SECURITIES AND EXCHANGE COMMISSION

Washington, D.C. 20549

 

 

FORM 8-K

 

 

CURRENT REPORT

Pursuant to Section 13 or 15(d)

of the Securities Exchange Act of 1934

Date of report (date of earliest event reported): June 18, 2024

 

 

CUSHMAN & WAKEFIELD PLC

(Exact name of registrant as specified in its charter)

 

 

 

England and Wales   001-38611   98-1193584

(State or other jurisdiction

of incorporation)

 

(Commission

File Number)

 

(IRS Employer

Identification Number)

125 Old Broad Street

London, United Kingdom EC2N 1AR

(Address of principal executive offices) (Zip Code)

+44 20 3296 3000

(Registrant’s telephone number, including area code)

N/A

(Former name or former address, if changed since last report)

 

 

Check the appropriate box below if the Form 8-K filing is intended to simultaneously satisfy the filing obligation of the registrant under any of the following provisions:

 

Written communications pursuant to Rule 425 under the Securities Act (17 CFR 230.425)

 

Soliciting material pursuant to Rule 14a-12 under the Exchange Act (17 CFR 240.14a-12)

 

Pre-commencement communications pursuant to Rule 14d-2(b) under the Exchange Act (17 CFR 240.14d-2(b))

 

Pre-commencement communications pursuant to Rule 13e-4(c) under the Exchange Act (17 CFR 240.13e-4(c))

Securities registered pursuant to Section 12(b) of the Act:

 

Title of each class

 

Trading
Symbol(s)

 

Name of each exchange

on which registered

Ordinary shares, $0.10 nominal value   CWK   New York Stock Exchange

Indicate by check mark whether the registrant is an emerging growth company as defined in Rule 405 of the Securities Act of 1933 (§230.405 of this chapter) or Rule 12b-2 of the Securities Exchange Act of 1934 (§240.12b-2 of this chapter).

Emerging growth company 

If an emerging growth company, indicate by check mark if the registrant has elected not to use the extended transition period for complying with any new or revised financial accounting standards provided pursuant to Section 13(a) of the Exchange Act. ☐

 

 

 


Item 1.01

Entry into a Material Definitive Agreement.

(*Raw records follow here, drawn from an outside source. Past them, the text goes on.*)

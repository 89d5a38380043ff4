//! Generic long-lived stream worker: connect, authenticate-free message
//! loop, reconnect with backoff, clean shutdown.
//!
//! All three event streams (orders, positions, quotes) share this worker
//! shape. Parsing and business logic live downstream of the raw text
//! channel this module produces; the worker itself only owns the
//! connection lifecycle.

use std::sync::Arc;

use futures_util::{SinkExt, StreamExt};
use tokio::sync::{mpsc, RwLock};
use tokio_tungstenite::tungstenite::Message;
use tokio_util::sync::CancellationToken;

use super::reconnect::ReconnectPolicy;
use super::types::{StreamConfig, StreamState};

/// A running stream worker: a channel of raw text frames plus the
/// observable connection state.
pub struct StreamHandle {
    /// Raw text frames received from the stream, in order.
    pub messages: mpsc::Receiver<String>,
    /// Current connection state, updated by the background task.
    pub state: Arc<RwLock<StreamState>>,
    /// Timestamp of the most recent successful (re)connect, `None` until
    /// the first connection succeeds.
    pub last_connected: Arc<RwLock<Option<chrono::DateTime<chrono::Utc>>>>,
    /// Fires every time a connection (including a reconnect) is newly
    /// established. Callers that must publish a reconnect barrier
    /// (`spec.md` §4.1) subscribe to this rather than polling `state`.
    pub connected: Arc<tokio::sync::Notify>,
}

/// Spawns a stream worker against `config`, running until `shutdown` is
/// cancelled.
pub fn spawn_stream(config: StreamConfig, shutdown: CancellationToken) -> StreamHandle {
    let (tx, rx) = mpsc::channel(1024);
    let state = Arc::new(RwLock::new(StreamState::Disconnected));
    let last_connected = Arc::new(RwLock::new(None));
    let connected = Arc::new(tokio::sync::Notify::new());

    let task_state = Arc::clone(&state);
    let task_last_connected = Arc::clone(&last_connected);
    let task_connected = Arc::clone(&connected);
    tokio::spawn(run_stream(config, shutdown, tx, task_state, task_last_connected, task_connected));

    StreamHandle {
        messages: rx,
        state,
        last_connected,
        connected,
    }
}

async fn run_stream(
    config: StreamConfig,
    shutdown: CancellationToken,
    tx: mpsc::Sender<String>,
    state: Arc<RwLock<StreamState>>,
    last_connected: Arc<RwLock<Option<chrono::DateTime<chrono::Utc>>>>,
    connected: Arc<tokio::sync::Notify>,
) {
    let mut reconnect = ReconnectPolicy::new();

    while !shutdown.is_cancelled() {
        *state.write().await = StreamState::Connecting;
        match connect_and_run(&config, &tx, &shutdown, &state, &last_connected, &connected, &mut reconnect).await {
            Ok(()) => {
                // Clean shutdown requested from inside the message loop.
                break;
            }
            Err(error) => {
                tracing::warn!(url = %config.url, %error, "stream connection lost, reconnecting");
            }
        }
        *state.write().await = StreamState::Disconnected;

        let backoff = reconnect.next_backoff();
        tokio::select! {
            () = tokio::time::sleep(backoff) => {}
            () = shutdown.cancelled() => break,
        }
    }

    *state.write().await = StreamState::Closing;
}

async fn connect_and_run(
    config: &StreamConfig,
    tx: &mpsc::Sender<String>,
    shutdown: &CancellationToken,
    state: &Arc<RwLock<StreamState>>,
    last_connected: &Arc<RwLock<Option<chrono::DateTime<chrono::Utc>>>>,
    connected: &Arc<tokio::sync::Notify>,
    reconnect: &mut ReconnectPolicy,
) -> Result<(), super::types::StreamError> {
    let (ws_stream, _) = tokio_tungstenite::connect_async(&config.url)
        .await
        .map_err(|e| super::types::StreamError::ConnectFailed(e.to_string()))?;

    *state.write().await = StreamState::Connected;
    *last_connected.write().await = Some(chrono::Utc::now());
    connected.notify_waiters();
    // A successful connect clears the backoff schedule, so the next
    // disconnect (possibly hours from now) starts from the initial delay
    // again rather than whatever the last outage escalated to.
    reconnect.reset();

    let (mut write, mut read) = ws_stream.split();
    let mut heartbeat = tokio::time::interval(config.heartbeat_interval);
    heartbeat.tick().await;

    loop {
        tokio::select! {
            _ = heartbeat.tick() => {
                if write.send(Message::Ping(Vec::new().into())).await.is_err() {
                    return Err(super::types::StreamError::ConnectionClosed);
                }
            }
            maybe_msg = read.next() => {
                match maybe_msg {
                    Some(Ok(Message::Text(text))) => {
                        if tx.send(text.to_string()).await.is_err() {
                            return Ok(());
                        }
                    }
                    Some(Ok(Message::Ping(payload))) => {
                        let _ = write.send(Message::Pong(payload)).await;
                    }
                    Some(Ok(Message::Pong(_) | Message::Binary(_) | Message::Frame(_))) => {}
                    Some(Ok(Message::Close(_))) | None => {
                        return Err(super::types::StreamError::ConnectionClosed);
                    }
                    Some(Err(e)) => {
                        return Err(super::types::StreamError::ConnectFailed(e.to_string()));
                    }
                }
            }
            () = shutdown.cancelled() => {
                let _ = write.send(Message::Close(None)).await;
                return Ok(());
            }
        }
    }
}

Cushman & Wakefield U.S. Borrower, LLC (the “Borrower”) and DTZ UK Guarantor Limited (“U.K. Guarantor”), each a wholly-owned subsidiary of Cushman & Wakefield plc, entered into an amendment effective June 18, 2024 (the “Amendment”) to the existing Credit Agreement between the Borrower, U.K. Guarantor, JPMorgan Chase Bank, N.A., as administrative agent, and other Lenders party thereto (as so amended, the “Credit Agreement”).

The Amendment repriced the Borrower’s Term Loan issued in January 2023 and due January 2030, reducing the applicable interest on the approximately $1.0 billion of outstanding Term Loan by 25 basis points from Term SOFR plus 3.25% to Term SOFR plus 3.00%.

The Amendment does not make any other material changes to the terms and conditions of the Credit Agreement, representations and warranties, events of default, or affirmative and negative covenants.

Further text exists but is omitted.